**What you should do**
What you print must match the data line for line.

(Data items)

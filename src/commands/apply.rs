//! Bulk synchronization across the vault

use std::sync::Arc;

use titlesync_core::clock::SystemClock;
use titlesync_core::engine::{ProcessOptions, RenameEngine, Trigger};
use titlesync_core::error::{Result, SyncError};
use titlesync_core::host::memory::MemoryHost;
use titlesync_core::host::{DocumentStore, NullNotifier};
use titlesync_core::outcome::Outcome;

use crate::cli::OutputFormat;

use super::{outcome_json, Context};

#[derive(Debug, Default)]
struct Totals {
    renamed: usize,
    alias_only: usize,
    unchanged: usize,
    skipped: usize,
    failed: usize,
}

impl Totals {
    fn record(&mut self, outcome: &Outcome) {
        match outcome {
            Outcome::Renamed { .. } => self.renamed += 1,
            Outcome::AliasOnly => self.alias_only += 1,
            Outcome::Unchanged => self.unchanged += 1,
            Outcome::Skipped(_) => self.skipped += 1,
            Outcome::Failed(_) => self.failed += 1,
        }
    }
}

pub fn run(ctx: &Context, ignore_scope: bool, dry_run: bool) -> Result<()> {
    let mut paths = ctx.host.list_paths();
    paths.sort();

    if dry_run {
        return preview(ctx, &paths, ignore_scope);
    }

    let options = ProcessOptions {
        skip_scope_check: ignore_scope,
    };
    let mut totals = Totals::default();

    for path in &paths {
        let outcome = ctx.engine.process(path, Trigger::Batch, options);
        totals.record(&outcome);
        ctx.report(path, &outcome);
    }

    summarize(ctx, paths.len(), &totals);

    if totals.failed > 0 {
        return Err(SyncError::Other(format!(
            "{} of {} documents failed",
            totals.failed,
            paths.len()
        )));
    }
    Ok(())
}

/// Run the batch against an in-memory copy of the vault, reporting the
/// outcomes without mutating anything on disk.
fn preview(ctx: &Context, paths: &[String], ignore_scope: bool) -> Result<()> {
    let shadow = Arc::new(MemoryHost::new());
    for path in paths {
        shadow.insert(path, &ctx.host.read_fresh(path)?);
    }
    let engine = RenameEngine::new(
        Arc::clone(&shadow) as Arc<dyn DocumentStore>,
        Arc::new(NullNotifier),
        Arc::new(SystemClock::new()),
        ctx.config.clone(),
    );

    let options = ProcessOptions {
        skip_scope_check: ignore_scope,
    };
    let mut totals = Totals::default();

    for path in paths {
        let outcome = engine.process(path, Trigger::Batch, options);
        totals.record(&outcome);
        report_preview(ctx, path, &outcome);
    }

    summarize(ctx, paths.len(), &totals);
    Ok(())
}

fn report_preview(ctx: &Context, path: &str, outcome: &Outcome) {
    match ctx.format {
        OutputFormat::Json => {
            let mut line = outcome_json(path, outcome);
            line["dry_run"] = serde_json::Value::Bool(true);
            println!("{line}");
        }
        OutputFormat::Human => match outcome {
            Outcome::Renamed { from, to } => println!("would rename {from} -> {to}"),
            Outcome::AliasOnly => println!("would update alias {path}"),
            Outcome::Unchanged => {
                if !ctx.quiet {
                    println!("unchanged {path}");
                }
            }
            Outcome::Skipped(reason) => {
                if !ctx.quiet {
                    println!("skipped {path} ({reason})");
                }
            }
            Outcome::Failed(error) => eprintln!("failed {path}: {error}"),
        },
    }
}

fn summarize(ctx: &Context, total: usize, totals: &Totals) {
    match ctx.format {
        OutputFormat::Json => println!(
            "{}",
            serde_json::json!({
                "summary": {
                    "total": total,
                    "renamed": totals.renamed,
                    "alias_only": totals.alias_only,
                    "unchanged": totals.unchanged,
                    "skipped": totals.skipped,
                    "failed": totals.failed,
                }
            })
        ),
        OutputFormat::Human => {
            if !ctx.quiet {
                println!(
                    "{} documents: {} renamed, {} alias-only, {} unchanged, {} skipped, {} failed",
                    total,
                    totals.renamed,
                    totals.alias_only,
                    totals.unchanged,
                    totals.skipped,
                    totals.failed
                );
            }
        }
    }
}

**Completed task**
filename src/commands/apply.rs
//! Bulk synchronization across the vault

use std::sync::Arc;

use titlesync_core::clock::SystemClock;
use titlesync_core::engine::{ProcessOptions, RenameEngine, Trigger};
use titlesync_core::error::{Result, SyncError};
use titlesync_core::host::memory::MemoryHost;
use titlesync_core::host::{DocumentStore, NullNotifier};
use titlesync_core::outcome::Outcome;

use crate::cli::OutputFormat;

use super::{outcome_json, Context};

#[derive(Debug, Default)]
struct Totals {
    renamed: usize,
    alias_only: usize,
    unchanged: usize,
    skipped: usize,
    failed: usize,
}

impl Totals {
    fn record(&mut self, outcome: &Outcome) {
        match outcome {
            Outcome::Renamed { .. } => self.renamed += 1,
            Outcome::AliasOnly => self.alias_only += 1,
            Outcome::Unchanged => self.unchanged += 1,
            Outcome::Skipped(_) => self.skipped += 1,
            Outcome::Failed(_) => self.failed += 1,
        }
    }
}

pub fn run(ctx: &Context, ignore_scope: bool, dry_run: bool) -> Result<()> {
    let mut paths = ctx.host.list_paths();
    paths.sort();

    if dry_run {
        return preview(ctx, &paths, ignore_scope);
    }

    let options = ProcessOptions {
        skip_scope_check: ignore_scope,
    };
    let mut totals = Totals::default();

    for path in &paths {
        let outcome = ctx.engine.process(path, Trigger::Batch, options);
        totals.record(&outcome);
        ctx.report(path, &outcome);
    }

    summarize(ctx, paths.len(), &totals);

    if totals.failed > 0 {
        return Err(SyncError::Other(format!(
            "{} of {} documents failed",
            totals.failed,
            paths.len()
        )));
    }
    Ok(())
}

/// Run the batch against an in-memory copy of the vault, reporting the
/// outcomes without mutating anything on disk.
fn preview(ctx: &Context, paths: &[String], ignore_scope: bool) -> Result<()> {
    let shadow = Arc::new(MemoryHost::new());
    for path in paths {
        shadow.insert(path, &ctx.host.read_fresh(path)?);
    }
    let engine = RenameEngine::new(
        Arc::clone(&shadow) as Arc<dyn DocumentStore>,
        Arc::new(NullNotifier),
        Arc::new(SystemClock::new()),
        ctx.config.clone(),
    );

    let options = ProcessOptions {
        skip_scope_check: ignore_scope,
    };
    let mut totals = Totals::default();

    for path in paths {
        let outcome = engine.process(path, Trigger::Batch, options);
        totals.record(&outcome);
        report_preview(ctx, path, &outcome);
    }

    summarize(ctx, paths.len(), &totals);
    Ok(())
}

fn report_preview(ctx: &Context, path: &str, outcome: &Outcome) {
    match ctx.format {
        OutputFormat::Json => {
            let mut line = outcome_json(path, outcome);
            line["dry_run"] = serde_json::Value::Bool(true);
            println!("{line}");
        }
        OutputFormat::Human => match outcome {
            Outcome::Renamed { from, to } => println!("would rename {from} -> {to}"),
            Outcome::AliasOnly => println!("would update alias {path}"),
            Outcome::Unchanged => {
                if !ctx.quiet {
                    println!("unchanged {path}");
                }
            }
            Outcome::Skipped(reason) => {
                if !ctx.quiet {
                    println!("skipped {path} ({reason})");
                }
            }
            Outcome::Failed(error) => eprintln!("failed {path}: {error}"),
        },
    }
}

fn summarize(ctx: &Context, total: usize, totals: &Totals) {
    match ctx.format {
        OutputFormat::Json => println!(
            "{}",
            serde_json::json!({
                "summary": {
                    "total": total,
                    "renamed": totals.renamed,
                    "alias_only": totals.alias_only,
                    "unchanged": totals.unchanged,
                    "skipped": totals.skipped,
                    "failed": totals.failed,
                }
            })
        ),
        OutputFormat::Human => {
            if !ctx.quiet {
                println!(
                    "{} documents: {} renamed, {} alias-only, {} unchanged, {} skipped, {} failed",
                    total,
                    totals.renamed,
                    totals.alias_only,
                    totals.unchanged,
                    totals.skipped,
                    totals.failed
                );
            }
        }
    }
}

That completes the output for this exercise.